Monday, November 13, 2017

Borne


Jeff VanderMeer, Borne
Borne is a post-apocalyptic novel about a scavenger named Rachel who finds a strange pod nestled in the fur of the giant, flying, mutant bear named Mord who terrorizes the ruined city in which she lives. The pod is Borne, an organism that grows wildly, changes mercurially, adapts precisely, and forms an emotional bond with Rachel amid a backdrop of the ominous biotech-meddling Company, the rogue Magician and her roving bands of horrifically altered children, and her hiding-something lover Wick. 

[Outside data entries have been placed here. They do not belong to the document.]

// Copyright (c) 2024-2025 DeepGraph Inc.
// SPDX-License-Identifier: Apache-2.0
//
//! In-memory reference graph
//!
//! Adjacency-list storage behind a `parking_lot::RwLock`. This is ordinary
//! CRUD code by design; the interesting machinery lives in the step
//! pipeline, which only ever sees the [`Graph`] trait.

use std::collections::BTreeMap;

use parking_lot::RwLock;

use crate::structure::element::{Cardinality, Direction, Edge, Vertex};
use crate::structure::graph::{Graph, StructureError};
use crate::structure::value::Value;

#[derive(Debug, Default)]
struct VertexRecord {
    label: String,
    properties: BTreeMap<String, Vec<Value>>,
    out_edges: Vec<i64>,
    in_edges: Vec<i64>,
}

#[derive(Debug)]
struct EdgeRecord {
    label: String,
    out_v: i64,
    in_v: i64,
    properties: BTreeMap<String, Value>,
}

#[derive(Debug, Default)]
struct GraphData {
    vertices: BTreeMap<i64, VertexRecord>,
    edges: BTreeMap<i64, EdgeRecord>,
    next_id: i64,
}

impl GraphData {
    fn allocate_id(&mut self) -> i64 {
        self.next_id += 1;
        self.next_id
    }
}

/// The in-memory reference implementation of [`Graph`].
#[derive(Debug, Default)]
pub struct MemoryGraph {
    data: RwLock<GraphData>,
}

impl MemoryGraph {
    pub fn new() -> Self {
        Self::default()
    }

    /// Create a vertex with a caller-chosen id, for fixture building.
    /// Returns an error if the id is already taken.
    pub fn add_vertex_with_id(&self, id: i64, label: &str) -> Result<Vertex, StructureError> {
        let mut data = self.data.write();
        if data.vertices.contains_key(&id) {
            return Err(StructureError::VertexAlreadyExists(id));
        }
        data.next_id = data.next_id.max(id);
        data.vertices.insert(id, VertexRecord { label: label.to_string(), ..Default::default() });
        Ok(Vertex::new(id, label))
    }
}

impl Graph for MemoryGraph {
    fn vertices(&self, ids: &[i64]) -> Vec<Vertex> {
        let data = self.data.read();
        if ids.is_empty() {
            data.vertices
                .iter()
                .map(|(id, rec)| Vertex::new(*id, rec.label.clone()))
                .collect()
        } else {
            ids.iter()
                .filter_map(|id| data.vertices.get(id).map(|rec| Vertex::new(*id, rec.label.clone())))
                .collect()
        }
    }

    fn edges(&self, ids: &[i64]) -> Vec<Edge> {
        let data = self.data.read();
        let to_edge = |id: &i64, rec: &EdgeRecord| Edge::new(*id, rec.label.clone(), rec.out_v, rec.in_v);
        if ids.is_empty() {
            data.edges.iter().map(|(id, rec)| to_edge(id, rec)).collect()
        } else {
            ids.iter()
                .filter_map(|id| data.edges.get(id).map(|rec| to_edge(id, rec)))
                .collect()
        }
    }

    fn vertex(&self, id: i64) -> Result<Vertex, StructureError> {
        let data = self.data.read();
        data.vertices
            .get(&id)
            .map(|rec| Vertex::new(id, rec.label.clone()))
            .ok_or(StructureError::VertexNotFound(id))
    }

    fn edge(&self, id: i64) -> Result<Edge, StructureError> {
        let data = self.data.read();
        data.edges
            .get(&id)
            .map(|rec| Edge::new(id, rec.label.clone(), rec.out_v, rec.in_v))
            .ok_or(StructureError::EdgeNotFound(id))
    }

    fn add_vertex(&self, label: &str) -> Result<Vertex, StructureError> {
        let mut data = self.data.write();
        let id = data.allocate_id();
        data.vertices.insert(id, VertexRecord { label: label.to_string(), ..Default::default() });
        Ok(Vertex::new(id, label))
    }

    fn add_edge(&self, label: &str, out_v: i64, in_v: i64) -> Result<Edge, StructureError> {
        let mut data = self.data.write();
        if !data.vertices.contains_key(&out_v) {
            return Err(StructureError::VertexNotFound(out_v));
        }
        if !data.vertices.contains_key(&in_v) {
            return Err(StructureError::VertexNotFound(in_v));
        }
        let id = data.allocate_id();
        data.edges.insert(
            id,
            EdgeRecord {
                label: label.to_string(),
                out_v,
                in_v,
                properties: BTreeMap::new(),
            },
        );
        if let Some(rec) = data.vertices.get_mut(&out_v) {
            rec.out_edges.push(id);
        }
        if let Some(rec) = data.vertices.get_mut(&in_v) {
            rec.in_edges.push(id);
        }
        Ok(Edge::new(id, label, out_v, in_v))
    }

    fn remove_vertex(&self, id: i64) -> Result<(), StructureError> {
        let mut data = self.data.write();
        let rec = data.vertices.remove(&id).ok_or(StructureError::VertexNotFound(id))?;
        let incident: Vec<i64> = rec.out_edges.iter().chain(rec.in_edges.iter()).copied().collect();
        for edge_id in incident {
            if let Some(edge) = data.edges.remove(&edge_id) {
                if let Some(other) = data.vertices.get_mut(&edge.out_v) {
                    other.out_edges.retain(|e| *e != edge_id);
                }
                if let Some(other) = data.vertices.get_mut(&edge.in_v) {
                    other.in_edges.retain(|e| *e != edge_id);
                }
            }
        }
        Ok(())
    }

    fn remove_edge(&self, id: i64) -> Result<(), StructureError> {
        let mut data = self.data.write();
        let rec = data.edges.remove(&id).ok_or(StructureError::EdgeNotFound(id))?;
        if let Some(v) = data.vertices.get_mut(&rec.out_v) {
            v.out_edges.retain(|e| *e != id);
        }
        if let Some(v) = data.vertices.get_mut(&rec.in_v) {
            v.in_edges.retain(|e| *e != id);
        }
        Ok(())
    }

    fn set_vertex_property(
        &self,
        id: i64,
        key: &str,
        value: Value,
        cardinality: Cardinality,
    ) -> Result<(), StructureError> {
        if key.is_empty() {
            return Err(StructureError::EmptyPropertyKey);
        }
        let mut data = self.data.write();
        let rec = data.vertices.get_mut(&id).ok_or(StructureError::VertexNotFound(id))?;
        let slot = rec.properties.entry(key.to_string()).or_default();
        match cardinality {
            Cardinality::Single => {
                slot.clear();
                slot.push(value);
            }
            Cardinality::List => slot.push(value),
            Cardinality::Set => {
                if !slot.contains(&value) {
                    slot.push(value);
                }
            }
        }
        Ok(())
    }

    fn set_edge_property(&self, id: i64, key: &str, value: Value) -> Result<(), StructureError> {
        if key.is_empty() {
            return Err(StructureError::EmptyPropertyKey);
        }
        let mut data = self.data.write();
        let rec = data.edges.get_mut(&id).ok_or(StructureError::EdgeNotFound(id))?;
        rec.properties.insert(key.to_string(), value);
        Ok(())
    }

    fn remove_vertex_property(&self, id: i64, key: &str) -> Result<(), StructureError> {
        let mut data = self.data.write();
        let rec = data.vertices.get_mut(&id).ok_or(StructureError::VertexNotFound(id))?;
        rec.properties.remove(key);
        Ok(())
    }

    fn remove_edge_property(&self, id: i64, key: &str) -> Result<(), StructureError> {
        let mut data = self.data.write();
        let rec = data.edges.get_mut(&id).ok_or(StructureError::EdgeNotFound(id))?;
        rec.properties.remove(key);
        Ok(())
    }

    fn vertex_properties(&self, id: i64, keys: &[String]) -> Vec<(String, Value)> {
        let data = self.data.read();
        let Some(rec) = data.vertices.get(&id) else {
            return Vec::new();
        };
        rec.properties
            .iter()
            .filter(|(k, _)| keys.is_empty() || keys.iter().any(|key| key == *k))
            .flat_map(|(k, values)| values.iter().map(move |v| (k.clone(), v.clone())))
            .collect()
    }

    fn edge_properties(&self, id: i64, keys: &[String]) -> Vec<(String, Value)> {
        let data = self.data.read();
        let Some(rec) = data.edges.get(&id) else {
            return Vec::new();
        };
        rec.properties
            .iter()
            .filter(|(k, _)| keys.is_empty() || keys.iter().any(|key| key == *k))
            .map(|(k, v)| (k.clone(), v.clone()))
            .collect()
    }

    fn adjacent_vertices(&self, id: i64, direction: Direction, labels: &[String]) -> Vec<Vertex> {
        let data = self.data.read();
        let Some(rec) = data.vertices.get(&id) else {
            return Vec::new();
        };
        let mut result = Vec::new();
        let mut collect = |edge_ids: &[i64], other_end: fn(&EdgeRecord) -> i64| {
            for edge_id in edge_ids {
                if let Some(edge) = data.edges.get(edge_id) {
                    if labels.is_empty() || labels.iter().any(|l| *l == edge.label) {
                        let other = other_end(edge);
                        if let Some(other_rec) = data.vertices.get(&other) {
                            result.push(Vertex::new(other, other_rec.label.clone()));
                        }
                    }
                }
            }
        };
        match direction {
            Direction::Out => collect(&rec.out_edges, |e| e.in_v),
            Direction::In => collect(&rec.in_edges, |e| e.out_v),
            Direction::Both => {
                collect(&rec.out_edges, |e| e.in_v);
                collect(&rec.in_edges, |e| e.out_v);
            }
        }
        result
    }

    fn incident_edges(&self, id: i64, direction: Direction, labels: &[String]) -> Vec<Edge> {
        let data = self.data.read();
        let Some(rec) = data.vertices.get(&id) else {
            return Vec::new();
        };
        let mut result = Vec::new();
        let mut collect = |edge_ids: &[i64]| {
            for edge_id in edge_ids {
                if let Some(edge) = data.edges.get(edge_id) {
                    if labels.is_empty() || labels.iter().any(|l| *l == edge.label) {
                        result.push(Edge::new(*edge_id, edge.label.clone(), edge.out_v, edge.in_v));
                    }
                }
            }
        };
        match direction {
            Direction::Out => collect(&rec.out_edges),
            Direction::In => collect(&rec.in_edges),
            Direction::Both => {
                collect(&rec.out_edges);
                collect(&rec.in_edges);
            }
        }
        result
    }

    fn vertex_count(&self) -> usize {
        self.data.read().vertices.len()
    }

    fn edge_count(&self) -> usize {
        self.data.read().edges.len()
    }
}

#[cfg(test)]
mod tests {
    use super::*;

    #[test]
    fn adjacency_respects_direction_and_label() {
        let g = MemoryGraph::new();
        let a = g.add_vertex("person").unwrap();
        let b = g.add_vertex("person").unwrap();
        let c = g.add_vertex("software").unwrap();
        g.add_edge("knows", a.id, b.id).unwrap();
        g.add_edge("created", a.id, c.id).unwrap();

        let knows: Vec<_> = g.adjacent_vertices(a.id, Direction::Out, &["knows".to_string()]);
        assert_eq!(knows.len(), 1);
        assert_eq!(knows[0].id, b.id);

        let all_out = g.adjacent_vertices(a.id, Direction::Out, &[]);
        assert_eq!(all_out.len(), 2);

        let into_b = g.adjacent_vertices(b.id, Direction::In, &[]);
        assert_eq!(into_b.len(), 1);
        assert_eq!(into_b[0].id, a.id);
    }

    #[test]
    fn vertex_removal_cascades_to_edges() {
        let g = MemoryGraph::new();
        let a = g.add_vertex("person").unwrap();
        let b = g.add_vertex("person").unwrap();
        g.add_edge("knows", a.id, b.id).unwrap();
        assert_eq!(g.edge_count(), 1);
        g.remove_vertex(a.id).unwrap();
        assert_eq!(g.edge_count(), 0);
        assert!(g.adjacent_vertices(b.id, Direction::In, &[]).is_empty());
    }

    #[test]
    fn duplicate_fixture_id_is_rejected() {
        let g = MemoryGraph::new();
        g.add_vertex_with_id(1, "person").unwrap();
        let err = g.add_vertex_with_id(1, "software").unwrap_err();
        assert!(matches!(err, StructureError::VertexAlreadyExists(1)));
    }

    #[test]
    fn property_cardinality_semantics() {
        let g = MemoryGraph::new();
        let v = g.add_vertex("person").unwrap();
        g.set_vertex_property(v.id, "name", Value::from("marko"), Cardinality::Single).unwrap();
        g.set_vertex_property(v.id, "name", Value::from("mark"), Cardinality::Single).unwrap();
        assert_eq!(g.vertex_properties(v.id, &["name".to_string()]).len(), 1);

        g.set_vertex_property(v.id, "skill", Value::Int(3), Cardinality::Set).unwrap();
        g.set_vertex_property(v.id, "skill", Value::Int(3), Cardinality::Set).unwrap();
        g.set_vertex_property(v.id, "skill", Value::Int(5), Cardinality::List).unwrap();
        assert_eq!(g.vertex_properties(v.id, &["skill".to_string()]).len(), 2);
    }
}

Borne ambiguously straddles the lines dividing apocalypse fiction, sci-fi, and fantasy. The novel never fully explains itself or resolves all the questions posed by its world building, which is ultimately one of the novel's greatest strengths. Critics have tended to name the fantastical ambivalence of the book as a tendency toward "fairy tale," but I see as essentially absurdist in quality instead; to my mind the admixture of elements that could be taken as silly (a massive flying bear!) with elements either richly emotional (Rachel's role in nurturing Borne) or grotty (the hardscrabble existence in a world riven by a man-made ecological catastrophe) feels more Max Ernst than Hans Christian Andersen.

I've yet to read a novel by VanderMeer that wasn't strongly constructed, imaginative, lyrical, and inventive, and Borne is no different. Nevertheless, despite how good the novel is, I'm confused by the critical lauding the book has gotten--not because it doesn't deserve it (it does) but rather because the reviews often evidence a real ignorance of how many great "weird fiction" books are out there. Take, for example, this starred review from Publisher's Weekly: "What’s even more remarkable is the reservoirs of feeling that VanderMeer is able to tap into throughout Rachel and Wick’s postapocalyptic journey into the Company’s warped ruins, resulting in something more than just weird fiction: weird literature." 

Is Borne the first of its kind to ascend to the vaulted plane of "literature"? No. It's funny, the claim made by the Publisher's Weekly reviewer is meant as a compliment, but it does a disservice to VanderMeer's work in toto. He's been opening the door to the "literary weird" for quite a while. If Borne was your entry point, and you like what VanderMeer does in the novel, consider checking out Annihilation or a book in his Ambergris series. Alternately, you might want to look at a couple anthologies he's edited with Ann VanderMeer, such as The Weird or The New Weird, either of which may open your eyes as to the variety, depth, and quality "the weird" has always possessed.